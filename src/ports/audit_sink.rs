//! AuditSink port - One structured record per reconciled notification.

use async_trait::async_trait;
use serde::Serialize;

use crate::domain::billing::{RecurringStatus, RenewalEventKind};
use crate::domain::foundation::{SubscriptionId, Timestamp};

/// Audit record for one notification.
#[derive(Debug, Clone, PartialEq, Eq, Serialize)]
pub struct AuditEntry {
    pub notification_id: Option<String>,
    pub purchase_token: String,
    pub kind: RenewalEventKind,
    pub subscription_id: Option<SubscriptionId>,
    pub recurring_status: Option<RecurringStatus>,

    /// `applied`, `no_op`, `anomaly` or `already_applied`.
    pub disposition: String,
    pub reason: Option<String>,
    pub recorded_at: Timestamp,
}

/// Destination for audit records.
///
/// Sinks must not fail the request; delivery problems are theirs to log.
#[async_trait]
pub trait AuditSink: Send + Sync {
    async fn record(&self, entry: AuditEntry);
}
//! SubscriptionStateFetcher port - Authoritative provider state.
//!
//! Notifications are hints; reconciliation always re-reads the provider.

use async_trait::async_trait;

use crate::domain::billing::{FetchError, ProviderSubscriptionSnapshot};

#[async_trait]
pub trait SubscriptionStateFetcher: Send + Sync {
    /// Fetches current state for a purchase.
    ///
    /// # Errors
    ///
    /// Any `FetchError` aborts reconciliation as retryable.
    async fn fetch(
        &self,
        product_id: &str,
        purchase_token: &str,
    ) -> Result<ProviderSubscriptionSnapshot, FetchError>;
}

* * *

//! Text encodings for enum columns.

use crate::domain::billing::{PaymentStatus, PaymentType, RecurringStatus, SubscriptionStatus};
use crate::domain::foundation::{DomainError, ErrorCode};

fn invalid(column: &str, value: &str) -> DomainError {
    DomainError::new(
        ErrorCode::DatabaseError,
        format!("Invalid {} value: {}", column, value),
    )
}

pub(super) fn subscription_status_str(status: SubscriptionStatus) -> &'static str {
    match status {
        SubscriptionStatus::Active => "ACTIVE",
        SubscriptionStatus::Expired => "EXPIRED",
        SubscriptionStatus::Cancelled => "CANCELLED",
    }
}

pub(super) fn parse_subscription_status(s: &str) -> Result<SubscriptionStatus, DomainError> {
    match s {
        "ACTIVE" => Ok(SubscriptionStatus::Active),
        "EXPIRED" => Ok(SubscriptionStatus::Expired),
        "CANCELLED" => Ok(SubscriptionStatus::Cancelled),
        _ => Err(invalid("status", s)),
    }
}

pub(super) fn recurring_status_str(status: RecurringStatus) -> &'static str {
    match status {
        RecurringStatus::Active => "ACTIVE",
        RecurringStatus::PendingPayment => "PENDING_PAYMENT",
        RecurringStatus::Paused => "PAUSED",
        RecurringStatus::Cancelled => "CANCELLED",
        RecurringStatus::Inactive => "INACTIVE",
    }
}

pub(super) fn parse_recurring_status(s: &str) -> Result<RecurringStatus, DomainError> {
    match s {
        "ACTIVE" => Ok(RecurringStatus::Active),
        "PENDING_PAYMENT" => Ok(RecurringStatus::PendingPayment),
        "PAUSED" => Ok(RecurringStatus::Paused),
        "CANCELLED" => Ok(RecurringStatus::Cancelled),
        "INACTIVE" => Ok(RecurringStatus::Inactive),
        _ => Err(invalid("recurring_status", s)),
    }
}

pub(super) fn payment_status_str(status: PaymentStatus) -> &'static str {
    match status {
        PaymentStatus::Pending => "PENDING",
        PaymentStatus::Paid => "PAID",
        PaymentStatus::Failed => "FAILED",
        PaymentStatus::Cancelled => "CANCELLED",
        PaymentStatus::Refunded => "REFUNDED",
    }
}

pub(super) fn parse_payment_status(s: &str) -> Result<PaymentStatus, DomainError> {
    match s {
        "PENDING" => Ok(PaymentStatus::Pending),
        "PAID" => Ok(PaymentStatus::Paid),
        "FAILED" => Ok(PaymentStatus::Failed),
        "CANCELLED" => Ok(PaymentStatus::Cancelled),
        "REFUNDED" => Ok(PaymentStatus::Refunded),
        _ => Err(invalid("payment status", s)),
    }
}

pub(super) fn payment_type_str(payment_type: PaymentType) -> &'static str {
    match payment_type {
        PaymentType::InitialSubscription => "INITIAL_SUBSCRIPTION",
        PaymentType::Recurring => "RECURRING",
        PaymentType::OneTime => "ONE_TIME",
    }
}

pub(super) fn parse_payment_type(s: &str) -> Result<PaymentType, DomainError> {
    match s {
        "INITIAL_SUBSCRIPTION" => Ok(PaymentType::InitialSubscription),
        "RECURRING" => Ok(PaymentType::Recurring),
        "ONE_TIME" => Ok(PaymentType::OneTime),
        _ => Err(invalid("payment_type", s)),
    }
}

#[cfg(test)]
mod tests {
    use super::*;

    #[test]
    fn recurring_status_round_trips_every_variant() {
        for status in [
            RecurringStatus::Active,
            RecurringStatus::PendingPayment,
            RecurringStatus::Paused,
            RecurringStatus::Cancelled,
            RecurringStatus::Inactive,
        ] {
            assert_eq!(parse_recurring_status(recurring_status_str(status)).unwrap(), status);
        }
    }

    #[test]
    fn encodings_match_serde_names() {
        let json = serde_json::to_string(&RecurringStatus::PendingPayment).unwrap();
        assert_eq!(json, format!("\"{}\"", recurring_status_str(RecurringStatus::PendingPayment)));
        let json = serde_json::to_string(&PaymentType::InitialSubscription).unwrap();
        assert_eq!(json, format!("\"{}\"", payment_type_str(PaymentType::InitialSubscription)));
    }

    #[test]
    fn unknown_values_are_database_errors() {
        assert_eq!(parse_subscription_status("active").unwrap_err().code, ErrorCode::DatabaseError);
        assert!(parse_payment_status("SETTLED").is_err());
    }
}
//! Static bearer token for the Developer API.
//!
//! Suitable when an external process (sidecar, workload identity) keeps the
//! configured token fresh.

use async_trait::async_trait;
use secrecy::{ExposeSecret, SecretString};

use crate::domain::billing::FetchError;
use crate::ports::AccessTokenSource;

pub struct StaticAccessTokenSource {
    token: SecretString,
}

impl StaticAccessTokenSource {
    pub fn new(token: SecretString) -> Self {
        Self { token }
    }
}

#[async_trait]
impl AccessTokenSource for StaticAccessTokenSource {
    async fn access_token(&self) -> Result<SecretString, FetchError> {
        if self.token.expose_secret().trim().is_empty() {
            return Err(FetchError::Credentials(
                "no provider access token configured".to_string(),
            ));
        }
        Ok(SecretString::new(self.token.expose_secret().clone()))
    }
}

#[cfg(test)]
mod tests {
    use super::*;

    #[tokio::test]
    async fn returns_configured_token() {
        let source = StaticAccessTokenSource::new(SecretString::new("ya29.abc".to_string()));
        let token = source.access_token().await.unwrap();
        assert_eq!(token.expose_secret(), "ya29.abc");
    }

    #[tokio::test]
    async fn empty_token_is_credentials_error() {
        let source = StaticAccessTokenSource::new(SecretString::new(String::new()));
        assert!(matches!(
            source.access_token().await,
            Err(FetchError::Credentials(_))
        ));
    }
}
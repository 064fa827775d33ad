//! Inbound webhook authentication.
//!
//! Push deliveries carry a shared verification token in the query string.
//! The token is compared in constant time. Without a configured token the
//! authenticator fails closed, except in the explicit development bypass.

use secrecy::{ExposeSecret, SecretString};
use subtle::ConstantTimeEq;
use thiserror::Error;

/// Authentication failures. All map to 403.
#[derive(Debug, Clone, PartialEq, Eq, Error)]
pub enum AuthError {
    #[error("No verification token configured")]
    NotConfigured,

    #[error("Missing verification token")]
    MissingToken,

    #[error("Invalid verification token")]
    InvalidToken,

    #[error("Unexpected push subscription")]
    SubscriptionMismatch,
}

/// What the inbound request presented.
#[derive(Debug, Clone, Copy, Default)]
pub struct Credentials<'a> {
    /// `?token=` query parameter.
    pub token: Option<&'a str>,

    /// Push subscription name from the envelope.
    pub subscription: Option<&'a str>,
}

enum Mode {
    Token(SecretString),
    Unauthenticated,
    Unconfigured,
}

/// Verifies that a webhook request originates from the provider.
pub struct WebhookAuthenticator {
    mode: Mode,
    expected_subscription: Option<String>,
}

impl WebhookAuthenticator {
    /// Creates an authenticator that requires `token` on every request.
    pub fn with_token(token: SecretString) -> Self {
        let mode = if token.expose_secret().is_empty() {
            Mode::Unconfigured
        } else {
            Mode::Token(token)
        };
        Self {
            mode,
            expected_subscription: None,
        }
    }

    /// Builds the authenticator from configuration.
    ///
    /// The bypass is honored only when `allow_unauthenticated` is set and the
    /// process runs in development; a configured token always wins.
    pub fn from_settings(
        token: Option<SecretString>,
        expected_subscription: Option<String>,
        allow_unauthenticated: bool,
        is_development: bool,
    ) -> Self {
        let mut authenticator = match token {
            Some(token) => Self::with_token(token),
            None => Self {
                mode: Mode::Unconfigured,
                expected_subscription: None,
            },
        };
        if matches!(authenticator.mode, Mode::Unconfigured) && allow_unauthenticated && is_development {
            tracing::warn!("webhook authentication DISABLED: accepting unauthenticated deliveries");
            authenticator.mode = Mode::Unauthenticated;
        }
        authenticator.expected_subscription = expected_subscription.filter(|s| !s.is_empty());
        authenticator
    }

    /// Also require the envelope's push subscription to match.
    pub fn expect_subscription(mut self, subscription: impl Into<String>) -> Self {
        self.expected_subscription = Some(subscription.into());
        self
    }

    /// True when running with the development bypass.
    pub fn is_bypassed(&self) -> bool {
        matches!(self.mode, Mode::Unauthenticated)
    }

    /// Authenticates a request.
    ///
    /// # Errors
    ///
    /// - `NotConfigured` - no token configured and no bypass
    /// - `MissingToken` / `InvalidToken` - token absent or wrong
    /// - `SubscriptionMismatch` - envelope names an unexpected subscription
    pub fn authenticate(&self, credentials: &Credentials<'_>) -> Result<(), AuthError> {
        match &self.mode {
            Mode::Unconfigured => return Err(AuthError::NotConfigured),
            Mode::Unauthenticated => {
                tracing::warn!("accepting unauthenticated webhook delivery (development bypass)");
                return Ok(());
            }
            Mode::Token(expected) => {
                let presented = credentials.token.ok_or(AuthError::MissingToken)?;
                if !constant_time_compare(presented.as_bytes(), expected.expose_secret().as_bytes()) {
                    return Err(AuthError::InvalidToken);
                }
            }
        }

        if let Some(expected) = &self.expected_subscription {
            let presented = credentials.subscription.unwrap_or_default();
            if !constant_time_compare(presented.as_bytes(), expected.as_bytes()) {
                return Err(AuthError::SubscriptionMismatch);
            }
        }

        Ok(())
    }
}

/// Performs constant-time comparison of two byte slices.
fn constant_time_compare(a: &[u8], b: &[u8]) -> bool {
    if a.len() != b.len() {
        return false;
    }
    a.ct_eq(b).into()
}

> [Aim of the task] Each line carrying the string "MissingToken" should be copied out from the entries.

> [Exercise output]
    MissingToken,
    /// - `MissingToken` / `InvalidToken` - token absent or wrong
                let presented = credentials.token.ok_or(AuthError::MissingToken)?;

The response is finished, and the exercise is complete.